Detection and Analysis of Regional Trends of Klebsiella pneumonia Causing Liver AbscessYunfang Sun1,2, Hua Wu1,3 and Dingxia Shen1*
- *Corresponding Author:
- Dingxia Shen
Department of Microbiology
Chinese General, Hospital of People’s
Liberation Army, Beijing 100853, China
E-mail: [email protected]
Received date: May 13, 2015 Accepted date: July 13, 2015 Published date: July 20, 2015
Citation: Sun Y, Wu H, Shen D (2015) Detection and Analysis of Regional Trends of Klebsiella pneumonia Causing Liver Abscess. Clin Microbiol 4:208. doi:10.4172/2327-5073.1000208
Copyright: © 2015 Sun Y, et al. This is an open-access article distributed under the terms of the Creative Commons Attribution License, which permits unrestricted use, distribution, and reproduction in any medium, provided the original author and source are credited.

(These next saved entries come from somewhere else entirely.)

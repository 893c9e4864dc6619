#![allow(dead_code)]

use doc_translate::{
    adapter::{TranslateRequest, Translator},
    chunk_plan::ChunkKind,
    config::Config,
    error::{Failure, Result},
};
use serde_json::{json, Value};
use std::path::Path;
use std::sync::Mutex;
use std::time::Instant;

type FailWhen = Box<dyn Fn(ChunkKind) -> Option<Failure> + Send + Sync>;

/// Translator that prefixes every string with `[<language name>] ` and
/// records which chunks it was asked for.
pub struct ScriptedTranslator {
    calls: Mutex<Vec<ChunkKind>>,
    fail_when: FailWhen,
}

impl ScriptedTranslator {
    pub fn new() -> Self {
        Self::failing_when(|_| None)
    }

    pub fn failing_when(
        f: impl Fn(ChunkKind) -> Option<Failure> + Send + Sync + 'static,
    ) -> Self {
        Self {
            calls: Mutex::new(Vec::new()),
            fail_when: Box::new(f),
        }
    }

    pub fn calls(&self) -> Vec<ChunkKind> {
        self.calls.lock().unwrap().clone()
    }
}

impl Translator for ScriptedTranslator {
    fn translate(&self, req: &TranslateRequest<'_>) -> Result<Value> {
        self.calls.lock().unwrap().push(req.kind);
        if let Some(err) = (self.fail_when)(req.kind) {
            return Err(err);
        }
        Ok(mark(req.payload, &format!("[{}] ", req.language.name)))
    }
}

type Reply = Box<dyn Fn(&TranslateRequest<'_>) -> Result<Value> + Send + Sync>;

/// Translator whose answer for each chunk is chosen by the test. Records
/// when each call arrived.
pub struct ReplyTranslator {
    calls: Mutex<Vec<(ChunkKind, Instant)>>,
    reply: Reply,
}

impl ReplyTranslator {
    pub fn new(
        reply: impl Fn(&TranslateRequest<'_>) -> Result<Value> + Send + Sync + 'static,
    ) -> Self {
        Self {
            calls: Mutex::new(Vec::new()),
            reply: Box::new(reply),
        }
    }

    pub fn call_times(&self) -> Vec<Instant> {
        self.calls.lock().unwrap().iter().map(|(_, t)| *t).collect()
    }
}

impl Translator for ReplyTranslator {
    fn translate(&self, req: &TranslateRequest<'_>) -> Result<Value> {
        self.calls.lock().unwrap().push((req.kind, Instant::now()));
        (self.reply)(req)
    }
}

pub fn mark(v: &Value, prefix: &str) -> Value {
    match v {
        Value::String(s) => Value::String(format!("{prefix}{s}")),
        Value::Array(items) => Value::Array(items.iter().map(|i| mark(i, prefix)).collect()),
        Value::Object(m) => Value::Object(
            m.iter()
                .map(|(k, v)| (k.clone(), mark(v, prefix)))
                .collect(),
        ),
        other => other.clone(),
    }
}

pub fn test_config(root: &Path) -> Config {
    let mut cfg = Config::default();
    cfg.paths.source_dir = root.join("articles").display().to_string();
    cfg.paths.output_dir = root.join("articles").display().to_string();
    cfg.pacing.chunk_delay_ms = 0;
    cfg.pacing.job_delay_ms = 0;
    cfg
}

pub fn write_source(root: &Path, name: &str, doc: &Value) {
    let dir = root.join("articles");
    std::fs::create_dir_all(&dir).unwrap();
    std::fs::write(dir.join(name), serde_json::to_vec_pretty(doc).unwrap()).unwrap();
}

pub fn read_output(root: &Path, lang: &str, name: &str) -> Value {
    let raw = std::fs::read(root.join("articles").join(lang).join(name)).unwrap();
    serde_json::from_slice(&raw).unwrap()
}

/// Small article exercising every translatable field plus opaque ones.
pub fn rich_article(sections: usize) -> Value {
    let sections: Vec<Value> = (1..=sections)
        .map(|i| {
            json!({
                "heading": format!("Section {i}"),
                "body": format!("Body {i}"),
                "image": format!("/img/section-{i}.jpg"),
                "order": i
            })
        })
        .collect();
    json!({
        "slug": "moraira-property-guide",
        "title": "Moraira Property Guide",
        "metaTitle": "Moraira Property Guide | Site",
        "excerpt": "Everything about Moraira",
        "tags": ["moraira", "property"],
        "readTime": 8,
        "publishedAt": "2025-01-10",
        "heroImage": "https://example.com/hero.jpg",
        "content": {
            "quickAnswer": "Yes",
            "intro": "Intro text",
            "sections": sections,
            "conclusion": "Conclusion text",
            "faqs": [{"question": "Why?", "answer": "Because."}],
            "propertyShowcases": [
                {
                    "title": "Villas",
                    "subtitle": "Sea views",
                    "ctaText": "See all",
                    "ctaUrl": "/villas",
                    "properties": [
                        {"ref": "MOR-001", "title": "Villa A", "location": "Moraira",
                         "price": 450000, "features": ["pool", "garden"], "badge": "New",
                         "image": "/img/a.jpg"},
                        {"ref": "MOR-002", "title": "Villa B", "location": "Teulada",
                         "price": 520000, "features": ["views"], "badge": "Hot",
                         "image": "/img/b.jpg"}
                    ]
                },
                {
                    "title": "Apartments",
                    "subtitle": "Near the beach",
                    "ctaText": "Browse",
                    "ctaUrl": "/apartments",
                    "properties": [
                        {"ref": "MOR-101", "title": "Flat C", "location": "Moraira",
                         "price": 210000, "features": ["lift"], "badge": "Sale",
                         "image": "/img/c.jpg"}
                    ]
                }
            ]
        }
    })
}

Background: Hypervirulent variant of Klebsiella pneumoniae is the major pathogen causing liver abscess.
Methods: A retrospective study was conducted in 240 patients with cultures positive for K. pneumoniae hospitalized in the Chinese PLA General Hospital from May 2013 to August 2014. The clinical and molecular data of the hypervirulent K. pneumoniae (hvKP) causing liver abscess were analyzed.
Results: Among 240 strains of K. pneumoniae, hvKP accounted for 42.5% (102/240), hvKP causing liver abscess were 37 strains, accounting for 36.3% (37/102), patients with diabetes were 11 (11/37, 29.7%), 13 (13/37,35.1%) patients were diagnosed as fever of unknown origin at first, 7 (7/37,18.9%) patients with tumor, the rest 6 (6/37,16.2%) patients with postoperative infection or other site infection. Univariate analysis revealed the following risk factors for hvKP causing liver abscess: string test (odds ratio (OR), 11.306 [95% confidence interval (CI), 3.579-35.711]), serotype K1 (OR, 3.109 [95% CI, 1.338-7.222]) and fever of unknown origin (OR, 6.921 [95% CI, 2.503-19.136]). The results detected by multiplex PCR were consistent with single PCR. 102 strains of hvKP were tested the sensitivity to 14-19 drug, 37 strains caused liver abscess were not found with ESBL.
Conclusions: The detection of string test combined with rmpA and aerobactin can better identify hvKP. Patients with liver abscess generally were diabetes, but some patients didn’t have other disease. There is not much difference about the chance to be attacked by hvKP among male and female. ESBL was not detected among the hvKP causing liver abscess. Multiplex PCR assay could detect hvKP quickly.